According to the UK Energy Research Centre, “any talk of shale gas making the UK self-sufficient again, let alone allowing significant exports, is far-fetched”. Compared to North America, the shale geology of the UK is considerably more complex and drilling costs are substantially higher. It’s estimated that to replace even 50% of our gas imports we would need over 6,000 new wells, and the UK’s population density and geography, not least in relation to water resources, makes that extremely difficult.
The potential to extract shale gas from fracking in the UK could be also be significantly lower than first thought. Analysis from Nottingham University and the British Geological Survey found that it could potentially provide less than ten years’ worth of gas, a fraction of previous estimates. Just this week, the National Audit Office reported on the lack of progress made by the fracking industry. It was once thought that the industry would be worth £33 billion with over 60,000 jobs. But only three of the twenty wells expected by 2020 have materialised at a cost to the taxpayer of £32 million. There is simply no real economic upside to sustaining such a low-opportunity industry.
Furthermore, shale gas is not a particularly clean source of energy. Shale is still a fossil fuel, which releases carbon dioxide and contributes to climate change. And its extraction can lead to the leakage of methane, which is another climate-warming gas. Although shale is usually cleaner than coal, the UK barely burns coal for electricity any more, with 2019 seeing the first coal power-free fortnight. This Conservative Government has made the UK a world leader in clean growth. Ahead of hosting the UN climate summit in Glasgow next year, it’s time to show leadership once again by ending this new fossil fuel industry.
Instead, we should support a rapid expansion of clean energy, particularly renewables. The renewable industry already supports over 400,000 jobs and now offers the potential to reduce energy bills. The latest offshore wind farms were commissioned without the need for subsidy. Internationally, the market is increasingly opting for clean energy, as global investment in new renewable energy is on course to reach £2.1 trillion by the end of this decade. Our climate targets will soon compel us to turn away from gas altogether. Fracking assets would quickly become obsolete and investors wouldn’t get their money back. We should announce new offshore wind auctions to make the UK the ‘Saudia Arabia of wind power’.
It’s also become clear that fracking is woefully unpopular. Local residents often oppose fracking projects due to concerns about noise and air pollution, wildlife disturbance and water contamination. Regular tremors, even some damaging nearby properties, have caused most fracking operations to halt. Recent polling from the Conservative Environment Network, shows just 37% of Conservatives back fracking, which is nearly as unpopular as coal. Conservatives believe in giving local communities the final say over what happens in their area. Fracking shouldn’t be the exception.

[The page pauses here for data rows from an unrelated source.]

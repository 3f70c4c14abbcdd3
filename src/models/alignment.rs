//! Alignment table: unit id -> time interval in the recording
//!
//! Entries keep insertion order. `resolve_at` scans that order and uses the
//! next entry's start as the exclusive bound, so callers must make sure the
//! insertion order matches temporal order (see `ordering_violation`).

use serde::Serialize;
use std::collections::HashMap;

use super::document::Document;

/// Reserved key for the whole-recording entry
pub const WHOLE_RECORDING: &str = "all";

/// Time interval in milliseconds
#[derive(Serialize, Clone, Copy, Debug, PartialEq, Eq)]
#[serde(rename_all = "camelCase")]
pub struct Interval {
    pub start_ms: u64,
    pub duration_ms: u64,
}

impl Interval {
    pub fn new(start_ms: u64, duration_ms: u64) -> Self {
        Self { start_ms, duration_ms }
    }

    pub fn end_ms(&self) -> u64 {
        self.start_ms + self.duration_ms
    }

    pub fn contains(&self, ms: u64) -> bool {
        ms >= self.start_ms && ms < self.end_ms()
    }
}

#[derive(Serialize, Clone, Debug, Default)]
#[serde(rename_all = "camelCase")]
pub struct AlignmentTable {
    entries: Vec<(String, Interval)>,
    #[serde(skip)]
    index: HashMap<String, usize>,
    whole: Option<Interval>,
    /// Text document reference shared by every entry (part before `#`)
    pub text_src: Option<String>,
    /// Audio file the clips refer to
    pub audio_src: Option<String>,
}

impl PartialEq for AlignmentTable {
    fn eq(&self, other: &Self) -> bool {
        self.entries == other.entries
            && self.whole == other.whole
            && self.text_src == other.text_src
            && self.audio_src == other.audio_src
    }
}

impl AlignmentTable {
    pub fn new() -> Self {
        Self::default()
    }

    /// Insert or overwrite an entry. An overwritten id keeps its original
    /// position. Returns true if an existing entry was replaced.
    pub fn insert(&mut self, id: impl Into<String>, interval: Interval) -> bool {
        let id = id.into();
        if id == WHOLE_RECORDING {
            self.whole = Some(interval);
            return false;
        }
        match self.index.get(&id) {
            Some(&pos) => {
                self.entries[pos].1 = interval;
                true
            }
            None => {
                self.index.insert(id.clone(), self.entries.len());
                self.entries.push((id, interval));
                false
            }
        }
    }

    /// Install the whole-recording entry once the audio duration is known
    pub fn install_whole_recording(&mut self, total_duration_ms: u64) {
        self.whole = Some(Interval::new(0, total_duration_ms));
    }

    pub fn lookup(&self, id: &str) -> Option<Interval> {
        if id == WHOLE_RECORDING {
            return self.whole;
        }
        self.index.get(id).map(|&pos| self.entries[pos].1)
    }

    pub fn contains(&self, id: &str) -> bool {
        self.lookup(id).is_some()
    }

    /// Total recording length; only known after `install_whole_recording`
    pub fn total_duration_ms(&self) -> Option<u64> {
        self.whole.map(|w| w.duration_ms)
    }

    /// Number of real entries (the whole-recording entry is not counted)
    pub fn len(&self) -> usize {
        self.entries.len()
    }

    pub fn is_empty(&self) -> bool {
        self.entries.is_empty()
    }

    /// Real entries in insertion order
    pub fn iter(&self) -> impl Iterator<Item = (&str, Interval)> {
        self.entries.iter().map(|(id, iv)| (id.as_str(), *iv))
    }

    /// Unit active at `seconds` into the recording
    pub fn resolve_at(&self, seconds: f64) -> Option<&str> {
        if !seconds.is_finite() {
            return None;
        }
        self.resolve_at_ms((seconds * 1000.0).round() as i64)
    }

    /// Unit whose `[start, next start)` interval contains `ms`.
    ///
    /// The last entry extends to the end of the whole-recording entry when
    /// installed, otherwise to its own end.
    pub fn resolve_at_ms(&self, ms: i64) -> Option<&str> {
        if ms < 0 {
            return None;
        }
        let ms = ms as u64;
        let last = self.entries.len().checked_sub(1)?;
        for (i, (id, interval)) in self.entries.iter().enumerate() {
            let upper = if i < last {
                self.entries[i + 1].1.start_ms
            } else {
                self.whole
                    .map(|w| w.end_ms())
                    .unwrap_or_else(|| interval.end_ms())
            };
            if ms >= interval.start_ms && ms < upper {
                return Some(id);
            }
        }
        None
    }

    /// First pair of consecutive entries whose starts go backwards
    pub fn ordering_violation(&self) -> Option<(&str, &str)> {
        self.entries
            .windows(2)
            .find(|pair| pair[1].1.start_ms < pair[0].1.start_ms)
            .map(|pair| (pair[0].0.as_str(), pair[1].0.as_str()))
    }

    /// Same check, walking aligned words in document order instead of
    /// insertion order
    pub fn document_ordering_violation<'a>(&self, document: &'a Document) -> Option<(&'a str, &'a str)> {
        let mut previous: Option<(&str, u64)> = None;
        for id in document.word_ids() {
            let Some(interval) = self.lookup(id) else {
                continue;
            };
            if let Some((prev_id, prev_start)) = previous {
                if interval.start_ms < prev_start {
                    return Some((prev_id, id.as_str()));
                }
            }
            previous = Some((id.as_str(), interval.start_ms));
        }
        None
    }
}

#[cfg(test)]
mod tests {
    use super::*;

    fn scenario() -> AlignmentTable {
        let mut table = AlignmentTable::new();
        table.insert("w0", Interval::new(0, 500));
        table.insert("w1", Interval::new(500, 700));
        table.insert("w2", Interval::new(1200, 300));
        table.install_whole_recording(1500);
        table
    }

    #[test]
    fn test_resolve_inside_intervals() {
        let table = scenario();
        assert_eq!(table.resolve_at(0.6), Some("w1"));
        assert_eq!(table.resolve_at(0.0), Some("w0"));
        assert_eq!(table.resolve_at(1.2), Some("w2"));
        assert_eq!(table.resolve_at(1.45), Some("w2"));
    }

    #[test]
    fn test_resolve_uses_next_start_as_bound() {
        let table = scenario();
        assert_eq!(table.resolve_at(1.0), Some("w1"));
        assert_eq!(table.resolve_at(1.199), Some("w1"));
    }

    #[test]
    fn test_resolve_outside_recording() {
        let table = scenario();
        assert_eq!(table.resolve_at(-0.1), None);
        assert_eq!(table.resolve_at(1.5), None);
        assert_eq!(table.resolve_at(f64::NAN), None);
        assert_eq!(AlignmentTable::new().resolve_at(0.0), None);
    }

    #[test]
    fn test_resolve_without_whole_recording_stops_at_last_end() {
        let mut table = scenario();
        table.whole = None;
        assert_eq!(table.resolve_at(1.49), Some("w2"));
        assert_eq!(table.resolve_at(1.5), None);
    }

    #[test]
    fn test_whole_recording_is_not_an_entry() {
        let table = scenario();
        assert_eq!(table.len(), 3);
        assert_eq!(table.lookup(WHOLE_RECORDING), Some(Interval::new(0, 1500)));
        assert_eq!(table.total_duration_ms(), Some(1500));
        assert!(table.iter().all(|(id, _)| id != WHOLE_RECORDING));
    }

    #[test]
    fn test_duplicate_id_overwrites_in_place() {
        let mut table = scenario();
        assert!(table.insert("w0", Interval::new(10, 20)));
        let ids: Vec<&str> = table.iter().map(|(id, _)| id).collect();
        assert_eq!(ids, vec!["w0", "w1", "w2"]);
        assert_eq!(table.lookup("w0"), Some(Interval::new(10, 20)));
    }

    #[test]
    fn test_ordering_violation() {
        let mut table = scenario();
        assert_eq!(table.ordering_violation(), None);
        table.insert("w3", Interval::new(100, 10));
        assert_eq!(table.ordering_violation(), Some(("w2", "w3")));
    }
}
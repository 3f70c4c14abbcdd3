//! Read-along WASM API
//!
//! JavaScript-facing surface of the engine. The web component owns the DOM
//! and the audio element; it forwards user and transport events here and
//! applies the returned effects in order.
//!
//! # Module Structure
//!
//! - `helpers`: serialization, logging macros and error conversion
//! - `types`: step results and the `JsViewport` geometry import
//! - `core`: the session-backed API functions

pub mod helpers;
pub mod types;
pub mod core;

pub use core::*;
pub use types::{JsViewport, StepResult};
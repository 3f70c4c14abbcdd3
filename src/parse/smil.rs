//! Alignment document parser and writer
//!
//! Reads a SMIL-style alignment with quick-xml:
//!
//! ```text
//! <smil><body>
//!   <par>
//!     <text src="text.xml#w0"/>
//!     <audio src="audio.mp3" clipBegin="0.000" clipEnd="0.500"/>
//!   </par>
//! </body></smil>
//! ```
//!
//! Every `par` contributes one referenced id, one clip begin and one clip end;
//! times are seconds on the wire and integer milliseconds in the table.

use quick_xml::events::{BytesStart, Event};
use quick_xml::Reader;

use super::clock::{format_seconds, parse_clock_ms};
use super::tei::xml_escape;
use crate::errors::ParseError;
use crate::models::{AlignmentTable, Interval, WHOLE_RECORDING};

/// One `par` while it is being read
#[derive(Default)]
struct ParEntry {
    id: Option<String>,
    begin_ms: Option<u64>,
    end_ms: Option<u64>,
}

/// Parse alignment source into a table, degrading to an empty table on
/// malformed input
pub fn parse_smil(source: &str) -> AlignmentTable {
    match try_parse_smil(source) {
        Ok(table) => table,
        Err(e) => {
            log::warn!("alignment parse failed, returning empty table: {}", e);
            AlignmentTable::new()
        }
    }
}

/// Parse alignment source, reporting XML errors
pub fn try_parse_smil(source: &str) -> Result<AlignmentTable, ParseError> {
    let mut reader = Reader::from_str(source);
    reader.trim_text(true);

    let mut table = AlignmentTable::new();
    let mut saw_root = false;
    let mut current: Option<ParEntry> = None;
    let mut depth_in_par = 0usize;

    loop {
        let event = reader
            .read_event()
            .map_err(|e| ParseError::InvalidXml(format!("at {}: {}", reader.buffer_position(), e)))?;

        match event {
            Event::Start(ref e) => {
                let name = e.local_name();
                match name.as_ref() {
                    b"smil" => saw_root = true,
                    b"par" => {
                        current = Some(ParEntry::default());
                        depth_in_par = 0;
                    }
                    _ => {
                        if let Some(entry) = current.as_mut() {
                            if depth_in_par == 0 {
                                read_par_child(e, entry, &mut table)?;
                            }
                            depth_in_par += 1;
                        }
                    }
                }
            }
            Event::Empty(ref e) => {
                let name = e.local_name();
                match name.as_ref() {
                    b"smil" => saw_root = true,
                    b"par" => {}
                    _ => {
                        if let Some(entry) = current.as_mut() {
                            if depth_in_par == 0 {
                                read_par_child(e, entry, &mut table)?;
                            }
                        }
                    }
                }
            }
            Event::End(ref e) => {
                if e.local_name().as_ref() == b"par" {
                    if let Some(entry) = current.take() {
                        finish_par(entry, &mut table);
                    }
                } else if current.is_some() {
                    depth_in_par = depth_in_par.saturating_sub(1);
                }
            }
            Event::Eof => break,
            _ => {}
        }
    }

    if !saw_root {
        return Err(ParseError::MissingRequiredElement("smil".to_string()));
    }
    log::debug!("parsed {} alignment entries", table.len());
    Ok(table)
}

fn attribute_value(element: &BytesStart, name: &[u8]) -> Result<Option<String>, ParseError> {
    for attr in element.attributes() {
        let attr = attr.map_err(|e| ParseError::InvalidXml(e.to_string()))?;
        if attr.key.local_name().as_ref() == name {
            let value = attr
                .unescape_value()
                .map_err(|e| ParseError::InvalidXml(e.to_string()))?;
            return Ok(Some(value.into_owned()));
        }
    }
    Ok(None)
}

fn read_par_child(
    element: &BytesStart,
    entry: &mut ParEntry,
    table: &mut AlignmentTable,
) -> Result<(), ParseError> {
    match element.local_name().as_ref() {
        b"text" => {
            if let Some(src) = attribute_value(element, b"src")? {
                let (document, fragment) = match src.rsplit_once('#') {
                    Some((document, fragment)) => (document, fragment),
                    None => ("", src.as_str()),
                };
                if table.text_src.is_none() && !document.is_empty() {
                    table.text_src = Some(document.to_string());
                }
                entry.id = Some(fragment.to_string());
            }
        }
        b"audio" => {
            if let Some(src) = attribute_value(element, b"src")? {
                if table.audio_src.is_none() {
                    table.audio_src = Some(src);
                }
            }
            entry.begin_ms = attribute_value(element, b"clipBegin")?
                .as_deref()
                .and_then(parse_clock_ms);
            entry.end_ms = attribute_value(element, b"clipEnd")?
                .as_deref()
                .and_then(parse_clock_ms);
        }
        _ => {}
    }
    Ok(())
}

fn finish_par(entry: ParEntry, table: &mut AlignmentTable) {
    let (Some(id), Some(begin), Some(end)) = (entry.id, entry.begin_ms, entry.end_ms) else {
        log::warn!("skipping incomplete <par> in alignment");
        return;
    };
    if id.is_empty() || id == WHOLE_RECORDING {
        log::warn!("skipping <par> with reserved or empty id '{}'", id);
        return;
    }
    if end < begin {
        log::warn!("clip for '{}' ends before it begins, clamping duration to 0", id);
    }
    if table.insert(id.clone(), Interval::new(begin, end.saturating_sub(begin))) {
        log::warn!("duplicate alignment id '{}', last entry wins", id);
    }
}

/// Serialize a table back to the alignment format, in table order
pub fn write_smil(table: &AlignmentTable) -> String {
    let text_src = table.text_src.as_deref().unwrap_or("");
    let mut out = String::from("<?xml version=\"1.0\" encoding=\"utf-8\"?>\n");
    out.push_str("<smil xmlns=\"http://www.w3.org/ns/SMIL\" version=\"3.0\">\n  <body>\n");

    for (id, interval) in table.iter() {
        out.push_str(&format!("    <par id=\"par-{}\">\n", xml_escape(id)));
        out.push_str(&format!(
            "      <text src=\"{}#{}\"/>\n",
            xml_escape(text_src),
            xml_escape(id)
        ));
        out.push_str("      <audio");
        if let Some(audio) = &table.audio_src {
            out.push_str(&format!(" src=\"{}\"", xml_escape(audio)));
        }
        out.push_str(&format!(
            " clipBegin=\"{}\" clipEnd=\"{}\"/>\n",
            format_seconds(interval.start_ms),
            format_seconds(interval.end_ms())
        ));
        out.push_str("    </par>\n");
    }

    out.push_str("  </body>\n</smil>\n");
    out
}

Fracking is a not an industry of the future. It’s proved nearly impossible to become established. And because of our climate targets, it wouldn’t be around very long even if it did start producing shale gas. It’s controversial, unpopular, and the economic arguments are no longer realistically viable. The scale and urgency of climate change means we should only be investing in industries and technologies that are compatible with a net zero world. If we’re serious about being a global environmental leader, then it’s time to stop fracking around.